What is needed: Wherever "Some" turns up in the entries, copy out the line that holds it.

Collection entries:
----------------------------------------
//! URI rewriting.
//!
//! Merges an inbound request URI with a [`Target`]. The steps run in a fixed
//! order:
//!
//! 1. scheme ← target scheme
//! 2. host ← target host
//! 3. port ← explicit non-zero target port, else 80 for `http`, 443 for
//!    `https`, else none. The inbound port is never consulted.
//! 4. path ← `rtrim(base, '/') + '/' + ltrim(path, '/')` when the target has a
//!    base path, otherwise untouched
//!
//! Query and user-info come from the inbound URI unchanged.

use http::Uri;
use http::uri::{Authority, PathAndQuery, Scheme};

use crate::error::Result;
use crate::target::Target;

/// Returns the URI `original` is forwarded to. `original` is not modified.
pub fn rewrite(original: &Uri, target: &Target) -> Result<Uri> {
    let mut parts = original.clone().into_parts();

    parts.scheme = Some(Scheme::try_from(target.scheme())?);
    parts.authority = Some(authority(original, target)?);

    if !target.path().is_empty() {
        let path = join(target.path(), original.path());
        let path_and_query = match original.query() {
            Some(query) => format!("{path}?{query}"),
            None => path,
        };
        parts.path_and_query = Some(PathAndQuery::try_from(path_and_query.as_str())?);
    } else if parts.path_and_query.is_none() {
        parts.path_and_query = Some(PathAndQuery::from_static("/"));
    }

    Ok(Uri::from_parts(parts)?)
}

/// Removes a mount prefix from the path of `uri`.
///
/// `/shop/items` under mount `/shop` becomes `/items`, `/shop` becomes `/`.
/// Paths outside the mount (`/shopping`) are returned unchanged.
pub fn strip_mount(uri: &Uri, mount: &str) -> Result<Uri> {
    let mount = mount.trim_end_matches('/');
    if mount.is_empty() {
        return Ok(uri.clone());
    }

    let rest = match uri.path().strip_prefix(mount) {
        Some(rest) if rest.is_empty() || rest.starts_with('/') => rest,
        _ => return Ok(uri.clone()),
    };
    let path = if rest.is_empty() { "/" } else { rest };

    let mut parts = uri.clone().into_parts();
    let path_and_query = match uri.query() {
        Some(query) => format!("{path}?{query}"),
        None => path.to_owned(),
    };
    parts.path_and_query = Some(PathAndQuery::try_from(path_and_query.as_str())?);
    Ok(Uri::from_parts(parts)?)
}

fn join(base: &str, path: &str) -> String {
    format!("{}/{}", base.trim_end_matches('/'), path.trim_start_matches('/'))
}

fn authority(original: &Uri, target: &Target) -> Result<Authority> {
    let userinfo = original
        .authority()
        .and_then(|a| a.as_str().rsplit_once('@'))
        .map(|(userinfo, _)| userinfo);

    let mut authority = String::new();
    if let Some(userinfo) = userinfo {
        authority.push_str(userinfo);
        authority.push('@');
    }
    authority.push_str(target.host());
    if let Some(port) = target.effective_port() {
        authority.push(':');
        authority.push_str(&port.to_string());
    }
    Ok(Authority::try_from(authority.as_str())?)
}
----------------------------------------
Response to the task:
    parts.scheme = Some(Scheme::try_from(target.scheme())?);
    parts.authority = Some(authority(original, target)?);
            Some(query) => format!("{path}?{query}"),
        parts.path_and_query = Some(PathAndQuery::try_from(path_and_query.as_str())?);
        parts.path_and_query = Some(PathAndQuery::from_static("/"));
        Some(rest) if rest.is_empty() || rest.starts_with('/') => rest,
        Some(query) => format!("{path}?{query}"),
    parts.path_and_query = Some(PathAndQuery::try_from(path_and_query.as_str())?);
    if let Some(userinfo) = userinfo {
    if let Some(port) = target.effective_port() {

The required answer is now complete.